[Records provided Boundary: Start]
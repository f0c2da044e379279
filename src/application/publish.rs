//! Article lifecycle against the publishing API.
//!
//! Publish and update run export → upload → workspace cleanup as one call;
//! the workspace is gone when the call returns, whatever the outcome.

use newsdesk_api_types::{
    Article, ArticleLinks, ArticleMetadata, ArticleMetadataData, Channel, DataEnvelope, Section,
};
use serde::de::DeserializeOwned;
use serde_json::Value;
use thiserror::Error;
use tracing::{info, instrument, warn};

use crate::{
    application::export::{ExportError, ExportedArticle, Exporter},
    domain::{
        content::Content,
        settings::{IS_PREVIEW, IS_SPONSORED, MATURITY_RATING, SECTIONS},
    },
    infra::publish::{PublishClient, PublishError},
};

#[derive(Debug, Error)]
pub enum ArticleError {
    #[error(transparent)]
    Export(#[from] ExportError),
    #[error(transparent)]
    Publish(#[from] PublishError),
}

#[derive(Clone, Debug)]
pub struct ArticleService {
    exporter: Exporter,
    client: PublishClient,
    channel_id: String,
}

impl ArticleService {
    pub fn new(exporter: Exporter, client: PublishClient, channel_id: impl Into<String>) -> Self {
        Self {
            exporter,
            client,
            channel_id: channel_id.into(),
        }
    }

    pub fn channel_id(&self) -> &str {
        &self.channel_id
    }

    /// Create a new article in the channel.
    #[instrument(skip_all, fields(content_id = %content.id))]
    pub async fn publish(&self, content: &Content) -> Result<Article, ArticleError> {
        let url = self
            .client
            .url(&format!("channels/{}/articles", self.channel_id))?;
        let metadata = metadata_for(content, None);
        let exported = self.exporter.export(content)?;
        let result = self.upload(&url, &exported, &metadata).await;
        discard(exported);

        let article = result?;
        info!(
            target = "application::publish",
            op = "publish",
            article_id = %article.id,
            revision = %article.revision,
            "article published"
        );
        Ok(article)
    }

    /// Replace an existing article; `revision` must match the current one.
    #[instrument(skip_all, fields(content_id = %content.id, article_id = %id))]
    pub async fn update(
        &self,
        id: &str,
        revision: &str,
        content: &Content,
    ) -> Result<Article, ArticleError> {
        let url = self.client.url(&format!("articles/{id}"))?;
        let metadata = metadata_for(content, Some(revision));
        let exported = self.exporter.export(content)?;
        let result = self.upload(&url, &exported, &metadata).await;
        discard(exported);

        let article = result?;
        info!(
            target = "application::publish",
            op = "update",
            article_id = %article.id,
            revision = %article.revision,
            "article updated"
        );
        Ok(article)
    }

    pub async fn fetch(&self, id: &str) -> Result<Article, ArticleError> {
        let url = self.client.url(&format!("articles/{id}"))?;
        self.get_data(&url).await
    }

    /// `true` when the API confirmed the deletion with an empty response.
    pub async fn delete(&self, id: &str) -> Result<bool, ArticleError> {
        let url = self.client.url(&format!("articles/{id}"))?;
        let response = self.client.delete(&url).await?;
        info!(
            target = "application::publish",
            op = "delete",
            article_id = %id,
            "article deleted"
        );
        Ok(response.is_none())
    }

    pub async fn channel(&self) -> Result<Channel, ArticleError> {
        let url = self.client.url(&format!("channels/{}", self.channel_id))?;
        self.get_data(&url).await
    }

    pub async fn sections(&self) -> Result<Vec<Section>, ArticleError> {
        let url = self
            .client
            .url(&format!("channels/{}/sections", self.channel_id))?;
        self.get_data(&url).await
    }

    async fn upload(
        &self,
        url: &reqwest::Url,
        exported: &ExportedArticle,
        metadata: &ArticleMetadata,
    ) -> Result<Article, ArticleError> {
        let metadata = (!metadata.is_empty()).then_some(metadata);
        let response = self
            .client
            .post(url, exported.json(), exported.bundles(), metadata)
            .await?;
        decode_data(response)
    }

    async fn get_data<T: DeserializeOwned>(&self, url: &reqwest::Url) -> Result<T, ArticleError> {
        let envelope: DataEnvelope<T> = self.client.get_json(url).await?;
        Ok(envelope.data)
    }
}

fn decode_data<T: DeserializeOwned>(value: Value) -> Result<T, ArticleError> {
    let envelope: DataEnvelope<T> =
        serde_json::from_value(value).map_err(PublishError::Decode)?;
    Ok(envelope.data)
}

fn discard(exported: ExportedArticle) {
    let path = exported.workspace_path().to_path_buf();
    if let Err(err) = exported.close() {
        warn!(
            target = "application::publish",
            path = %path.display(),
            error = %err,
            "failed to remove export workspace"
        );
    }
}

/// Upload metadata derived from the article's settings.
pub fn metadata_for(content: &Content, revision: Option<&str>) -> ArticleMetadata {
    let settings = &content.settings;
    let sections = settings.list(SECTIONS);
    ArticleMetadata {
        data: ArticleMetadataData {
            revision: revision.map(str::to_string),
            is_preview: settings.flag(IS_PREVIEW),
            is_sponsored: settings.flag(IS_SPONSORED),
            maturity_rating: settings.text(MATURITY_RATING).map(str::to_string),
            links: (!sections.is_empty()).then_some(ArticleLinks { sections }),
        },
    }
}

#[cfg(test)]
mod tests {
    use pretty_assertions::assert_eq;

    use super::*;
    use crate::domain::settings::{ContentSettings, SettingValue};

    #[test]
    fn metadata_is_empty_without_settings() {
        let content = Content::new("1", "Title", "<p>x</p>");
        assert!(metadata_for(&content, None).is_empty());
    }

    #[test]
    fn metadata_forwards_article_settings() {
        let settings = ContentSettings::new()
            .with(IS_PREVIEW, SettingValue::Bool(true))
            .with(MATURITY_RATING, SettingValue::Text("GENERAL".into()))
            .with(
                SECTIONS,
                SettingValue::List(vec![SettingValue::Text(
                    "https://news-api.example.com/sections/s1".into(),
                )]),
            );
        let content = Content::new("1", "Title", "<p>x</p>").with_settings(settings);

        let metadata = metadata_for(&content, Some("rev-1"));

        let value = serde_json::to_value(&metadata).expect("json");
        assert_eq!(
            value,
            serde_json::json!({
                "data": {
                    "revision": "rev-1",
                    "isPreview": true,
                    "maturityRating": "GENERAL",
                    "links": {"sections": ["https://news-api.example.com/sections/s1"]}
                }
            })
        );
    }
}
[Records provided Boundary: End]
Instructions to follow
The answer must consist of every line from the entries that holds the string "ArticleError".

Worked solution
pub enum ArticleError {
    pub async fn publish(&self, content: &Content) -> Result<Article, ArticleError> {
    ) -> Result<Article, ArticleError> {
    pub async fn fetch(&self, id: &str) -> Result<Article, ArticleError> {
    pub async fn delete(&self, id: &str) -> Result<bool, ArticleError> {
    pub async fn channel(&self) -> Result<Channel, ArticleError> {
    pub async fn sections(&self) -> Result<Vec<Section>, ArticleError> {
    ) -> Result<Article, ArticleError> {
    async fn get_data<T: DeserializeOwned>(&self, url: &reqwest::Url) -> Result<T, ArticleError> {
fn decode_data<T: DeserializeOwned>(value: Value) -> Result<T, ArticleError> {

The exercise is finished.